Danu dan Shinta turun dari mobil. Seorang santri senior mengajak mereka untuk berjalan ke kantor menemui Ustadz Mumtaz yang merupakan anak dari Kyai Abu Bakar, pemilik pesantren ini.

Shinta takjub dengan bangunan pesantren. Sebuah pesantren modern tapi tetap tidak menghilangkan ornamen ornamen tradisional. Bahkan pembangunan mengikuti kontur tanah sehingga tak begitu berbeda dengan rumah-rumah penduduk yang ada diluar pagar pesantren tadi.

"Assalamu'alaikum. " Santri senior itu mengucapkan salam dan dibalas oleh beberapa orang di ruangan tersebut.

"Mencari siapa kang? " Tanya seorang wanita berjilbab lebar yang usianya sepertinya tak jauh dari Shinta. Perutnya juga besar sepertinya wanita ini juga sedang mengandung.

"Ngapunten ustadzah, niki wonten tamu ingkang gadah janji kalih Ustadz Mumtaz. " Ujar santri senior tersebut dengan menunduk tak menatap wanita yang tadi bertanya kepadanya.

("Maaf ustadzah, ini ada tamu yang punya janji dengan Ustadz Mumtaz. ")

" Monggo monggo duduk dulu. Ustadz Mumtaz masih ada di dalem Abah. Kang minta tolong njenengan panggilkan nggih di dalemnya Abah. Tadi kesana sama saya tapi Ustadz Mumtaz masih ada yang perlu dibahas dengan abah. "Ujar wanita tersebut panjang lebar.

Santri senior itu pamit untuk memanggil Mumtaz sementara Danu dan Shinta ditemui dulu oleh wanita tadi.

" Saya Azlia Salim, istri dari Ustadz Mumtaz.
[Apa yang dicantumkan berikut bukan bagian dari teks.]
fn not_found(what: &str) -> Response {
    (
        StatusCode::NOT_FOUND,
        Json(ApiResponse::<()>::error(format!("{} not found", what))),
    )
        .into_response()
}

/// Store/engine failures are fatal for the request: generic message out,
/// detail into the log.
fn internal_error<E: std::fmt::Display>(err: E) -> Response {
    tracing::error!(error = %err, "request failed");
    (
        StatusCode::INTERNAL_SERVER_ERROR,
        Json(ApiResponse::<()>::error("internal server error".to_string())),
    )
        .into_response()
}

/// Builds the application router. Split from [`serve`] so tests can drive it
/// with `tower::ServiceExt::oneshot`.
pub fn router(state: AppState) -> Router {
    let cors = CorsLayer::new()
        .allow_origin(Any)
        .allow_methods(Any)
        .allow_headers(Any);

    Router::new()
        .route(
            "/api/categories",
            get(list_categories_handler).post(create_category_handler),
        )
        .route(
            "/api/projects",
            get(list_projects_handler).post(create_project_handler),
        )
        .route(
            "/api/projects/:id",
            get(get_project_handler)
                .post(update_project_handler)
                .delete(delete_project_handler),
        )
        .route("/api/projects/:id/tasks", get(project_tasks_handler))
        .route("/api/tasks", post(create_task_handler))
        .route(
            "/api/tasks/:id",
            post(update_task_handler).delete(delete_task_handler),
        )
        .route("/api/conversations", get(list_conversations_handler))
        .route(
            "/api/conversations/:id",
            delete(delete_conversation_handler),
        )
        .route(
            "/api/conversations/:id/messages",
            get(list_messages_handler),
        )
        .route("/api/chat", post(chat_handler))
        .route("/ui", get(ui_handler))
        .route("/ui/events", get(events_handler))
        .layer(cors)
        .with_state(state)
}

/// Starts the API server.
pub async fn serve(state: AppState, config: ServerConfig) -> Result<(), Box<dyn std::error::Error>> {
    // Initialize tracing
    tracing_subscriber::fmt::init();

    let app = router(state);

    tracing::info!("Starting server on {}", config.address);
    let listener = TcpListener::bind(config.address).await?;
    axum::serve(listener, app).await?;

    Ok(())
}

// --- Category handlers --- //

async fn list_categories_handler(State(state): State<AppState>) -> impl IntoResponse {
    match state.tracker.store().list_categories().await {
        Ok(categories) => ok(categories),
        Err(e) => internal_error(e),
    }
}

async fn create_category_handler(
    State(state): State<AppState>,
    Json(payload): Json<NewCategory>,
) -> impl IntoResponse {
    match state.tracker.store().create_category(payload).await {
        Ok(category) => ok(category),
        Err(e) => internal_error(e),
    }
}

// --- Project handlers --- //

async fn list_projects_handler(State(state): State<AppState>) -> impl IntoResponse {
    match state.tracker.store().list_projects().await {
        Ok(projects) => ok(projects),
        Err(e) => internal_error(e),
    }
}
Suami saya sudah menginformasikan bahwa akan ada sepupu dari Mbak Salma yang kesini. Monggo diunjuk dulu minumnya. "Ujar Azlia memperkenalkan diri.

" Nggih terima kasih ustadzah. Saya Shinta, ibu sambungnya Bella yang akan mondok disini. Ini suami saya yang juga suami dari almarhumah mbak Sarah, sepupunya Ustadzah Salma. "Jawab Shinta memperkenalkan diri.

Kedua wanita itu terlibat obrolan kecil dan Danu sesekali menimpali sembari menunggu Ustadz Mumtaz datang.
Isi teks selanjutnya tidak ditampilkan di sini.